Patch for the AbinitioRelax application in the Rosetta macromolecular modelling suite. Implements bilevel optimisation and Iterated Local Search (ILS) for improved conformational sampling.

License

shaunmk/Bilevel-ILS-Rosetta

Repository files navigation

Bilevel-ILS-Rosetta

Patch for the AbinitioRelax application in the Rosetta macromolecular modelling suite. Implements bilevel optimisation and Iterated Local Search (ILS) for improved conformational sampling.

Prerequisites

  • Rosetta v3.4 source code (other versions will not work). This requires a license which is freely available to non-commercial users.
  • C++ compiler (tested with GCC 4.8.2 on Linux and llvm-gcc-4.2.1 on OSX)
  • Python 2 (for running SCons; tested with v2.7.5 on Linux and v2.7.12 on OSX)
  • patch (tested with GNU patch v2.7.1 on Linux and patch v2.5.8 on OSX)
  • Linux (preferred) or Mac OSX (see Note for Mac users below)

IMPORTANT

This patch modifies the source code for the AbinitioRelax application, as well as some core Rosetta classes. I have not tested and cannot guarantee functionality of other applications in the Rosetta suite after the patch has been applied. I recommend that you keep the patched source tree separate from any other installations of Rosetta that you might have.

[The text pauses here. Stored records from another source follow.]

//! Health client backed by a JSON snapshot on disk.
//!
//! The snapshot is re-read on every query, so whatever writes it (a cluster
//! exporter, a cron job, a test) controls what the agent reports.

use async_trait::async_trait;
use shared::models::ClusterHealth;
use shared::swap::Dispose;
use std::path::{Path, PathBuf};
use std::sync::atomic::{AtomicBool, Ordering};

use super::{HealthClient, HealthClientFactory, HealthQueryError};

/// Reads `ClusterHealth` documents from a file.
#[derive(Debug)]
pub struct SnapshotFileHealthClient {
    path: PathBuf,
    closed: AtomicBool,
}

impl SnapshotFileHealthClient {
    /// Creates a client for `path`.
    #[must_use]
    pub fn new(path: impl Into<PathBuf>) -> Self {
        Self {
            path: path.into(),
            closed: AtomicBool::new(false),
        }
    }

    /// Snapshot path.
    #[must_use]
    pub fn path(&self) -> &Path {
        &self.path
    }
}

#[async_trait]
impl HealthClient for SnapshotFileHealthClient {
    async fn cluster_health(&self) -> Result<ClusterHealth, HealthQueryError> {
        if self.closed.load(Ordering::SeqCst) {
            return Err(HealthQueryError::HandleClosed);
        }

        let text = tokio::fs::read_to_string(&self.path)
            .await
            .map_err(|e| HealthQueryError::Query(format!("{}: {e}", self.path.display())))?;

        serde_json::from_str(&text)
            .map_err(|e| HealthQueryError::Query(format!("{}: {e}", self.path.display())))
    }
}

#[async_trait]
impl Dispose for SnapshotFileHealthClient {
    async fn dispose(&self) {
        if !self.closed.swap(true, Ordering::SeqCst) {
            tracing::debug!(path = %self.path.display(), "Health snapshot client closed");
        }
    }

    fn is_disposed(&self) -> bool {
        self.closed.load(Ordering::SeqCst)
    }
}

/// Creates `SnapshotFileHealthClient`s for one path.
#[derive(Debug, Clone)]
pub struct SnapshotFileHealthClientFactory {
    path: PathBuf,
}

impl SnapshotFileHealthClientFactory {
    /// Creates a factory for `path`.
    #[must_use]
    pub fn new(path: impl Into<PathBuf>) -> Self {
        Self { path: path.into() }
    }
}

impl HealthClientFactory for SnapshotFileHealthClientFactory {
    fn create(&self) -> Result<Box<dyn HealthClient>, HealthQueryError> {
        Ok(Box::new(SnapshotFileHealthClient::new(self.path.clone())))
    }
}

The rosetta_database/ directory is not modified in any way, so you can keep a single copy of that.

Installation instructions

  1. Obtain Rosetta source distribution and database (version 3.4)

    You need to obtain a Rosetta licence from https://www.rosettacommons.org/software and follow the instructions to download Rosetta. Make sure to download version 3.4, as other versions will not work. You will need at least the two downloads marked "required" (Source code and database).

  2. Apply the patch.
    The script patch_rosetta3.4 handles the patch process. Supply it with the full path to the rosetta_source directory you downloaded in step 1.

    $ cd /path/to/Bilevel-ILS-Rosetta
    $ ./patch_rosetta3.4.sh /path/to/rosetta_source

    The script will do some simple checks to ensure that the patch can be applied.

  3. Compile patched version of Rosetta.
    Once the patch has succeeded, you will need to compile the patched Rosetta source tree. Rosetta comes with a version of SCons, a Python-based build system.

    $ cd /path/to/rosetta_source
    $ ./external/scons-local/scons.py bin mode=release

    Optionally, you can specify the build target as bin/AbinitioRelax to only compile everything necessary for that application. The compilation process can be quite slow, but on multi-core systems you can supply e.g. -j24 to get SCons to use multiple threads (24 in this example). Successful compilation is usually indicated by

    scons: done building targets.
    
  4. Test

    Sample inputs and outputs are available in test/. These were generated on a Linux system.

    Modify test/inputs/options.txt to correctly indicate the paths to your patched rosetta_source and rosetta_database directories. Then run the patched executable:

    $ cd /path/to/Bilevel-ILS-Rosetta/test/inputs
    $ /path/to/rosetta_source/bin/AbinitioRelax.default.linuxgccrelease @options.txt

    Note that the extension applied to the executable will depend on the system and compiler used. For example, on a Mac using clang it would be AbinitioRelax.default.macosclangrelease. As far as I'm aware, there is no difference between the .default and non-.default versions of the executable.

Other directories

  • The example directory
    This directory contains an example options file and a helper script that generates it. The settings in this options file are typical of a "production" run, and these settings were used for all results in our paper. The key difference between these settings and those in test/inputs/options.txt is the setting of the increase_cycles parameter.

  • The tools directory
    This directory contains the script used to make the patch files, and a list of all files that were added or modified relative to standard Rosetta. You can use the script if you want to make your own version of our protocols. You may need to modify paths defined therein.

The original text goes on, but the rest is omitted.